Synergy-Informed Design of Platform Trials for Combination Therapies

Abstract

Combination drug therapies hold significant promise for enhancing treatment efficacy, particularly in fields such as oncology, immunotherapy, and infectious diseases. However, designing clinical trials for these regimens poses unique statistical challenges due to multiple hypothesis testing, shared control groups, and overlapping treatment components that induce complex correlation structures. In this paper, we develop a novel statistical framework tailored for early-phase translational combination therapy trials, with a focus on platform trial designs. Our methodology introduces a generalized Dunnett's procedure that controls false positive rates by accounting for the correlations between treatment arms. Additionally, we propose strategies for power analysis and sample size optimization that leverage preclinical data to estimate effect sizes, synergy parameters, and inter-arm correlations.
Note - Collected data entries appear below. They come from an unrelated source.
mod handlers;
mod models;
mod services;
mod store;
mod utils;

use axum::{
    extract::DefaultBodyLimit,
    http::{HeaderValue, Method},
    routing::{get, post, put},
    Router,
};
use std::env;
use tower_http::cors::CorsLayer;
use tracing_subscriber::{layer::SubscriberExt, util::SubscriberInitExt};

use crate::handlers::{admin, candidates, company, interviews, jobs, mentors, pricing};
use crate::store::Stores;

#[derive(Clone)]
pub struct AppState {
    pub stores: Stores,
    pub upload_dir: String,
}

#[tokio::main]
async fn main() -> anyhow::Result<()> {
    dotenv::dotenv().ok();

    tracing_subscriber::registry()
        .with(
            tracing_subscriber::EnvFilter::try_from_default_env()
                .unwrap_or_else(|_| "talent_match_backend=debug,tower_http=debug".into()),
        )
        .with(tracing_subscriber::fmt::layer())
        .init();

    let upload_dir = env::var("UPLOAD_DIR").unwrap_or_else(|_| "./storage/uploads".to_string());
    if let Err(e) = std::fs::create_dir_all(&upload_dir) {
        tracing::warn!("Failed to create upload directory {}: {}", upload_dir, e);
    }

    let state = AppState {
        stores: Stores::seeded(),
        upload_dir,
    };

    let cors_origin =
        env::var("CORS_ALLOWED_ORIGIN").unwrap_or_else(|_| "http://localhost:3000".to_string());

    let cors = if cors_origin == "*" {
        CorsLayer::new()
            .allow_origin(axum::http::header::HeaderValue::from_static("*"))
            .allow_methods([Method::GET, Method::POST, Method::PUT, Method::DELETE])
            .allow_headers([axum::http::header::CONTENT_TYPE])
    } else {
        CorsLayer::new()
            .allow_origin(cors_origin.parse::<HeaderValue>()?)
            .allow_methods([Method::GET, Method::POST, Method::PUT, Method::DELETE])
            .allow_headers([axum::http::header::CONTENT_TYPE])
    };

    let app = Router::new()
        .route("/health", get(|| async { "OK" }))
        .route("/jobs", get(jobs::get_jobs))
        .route("/jobs", post(jobs::create_job))
        .route("/jobs/:id", get(jobs::get_job))
        .route("/jobs/draft/validate", post(jobs::validate_draft))
        .route("/jobs/draft", post(jobs::submit_draft))
        .route("/saved-jobs", get(jobs::get_saved_jobs))
        .route("/saved-jobs/:job_id", post(jobs::toggle_saved_job))
        .route("/candidates", get(candidates::get_candidates))
        .route("/candidates/:id", get(candidates::get_candidate))
        .route(
            "/candidates/:id/assessment",
            get(candidates::get_assessment),
        )
        .route(
            "/candidates/:id/assessment/approve",
            post(candidates::approve_assessment),
        )
        .route(
            "/candidates/:id/assessment/amend",
            post(candidates::amend_assessment),
        )
        .route("/candidates/:id/action", post(candidates::candidate_action))
        .route("/interviews", post(interviews::schedule_interview))
        .route("/interviews/:id", get(interviews::get_interview))
        .route("/interviews/:id", put(interviews::update_interview))
        .route(
            "/interviews/:id/calendar",
            get(interviews::export_calendar),
        )
        .route("/company", get(company::get_company))
        .route("/company", put(company::update_company))
        .route("/company/logo", post(company::upload_logo))
        .route("/company/cover", post(company::upload_cover))
        .route("/mentors", get(mentors::get_mentors))
        .route("/pricing/quote", post(pricing::get_quote))
        .route("/admin/analytics", get(admin::get_analytics))
        .layer(cors)
        .layer(DefaultBodyLimit::max(
            env::var("MAX_REQUEST_BODY_MB")
                .unwrap_or_else(|_| "16".to_string())
                .parse::<usize>()
                .unwrap_or(16)
                * 1024
                * 1024,
        ))
        .with_state(state);

    let port = env::var("PORT").unwrap_or_else(|_| "8000".to_string());
    let listener = tokio::net::TcpListener::bind(format!("0.0.0.0:{}", port)).await?;
    tracing::info!("Server running on http://0.0.0.0:{}", port);

    axum::serve(listener, app).await?;

    Ok(())
}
Simulation studies demonstrate that our approach not only controls various false positive metrics under diverse trial scenarios but also informs optimal allocation ratios to maximize power. A real-data application further illustrates the integration of translational preclinical insights into the clinical trial design process. An open-source R package is provided to support the application of our methods in practice. Overall, our framework offers statistically rigorous guidance for the design of early-phase combination therapy trials, aiming to enhance the efficiency of the bench-to-bedside transition.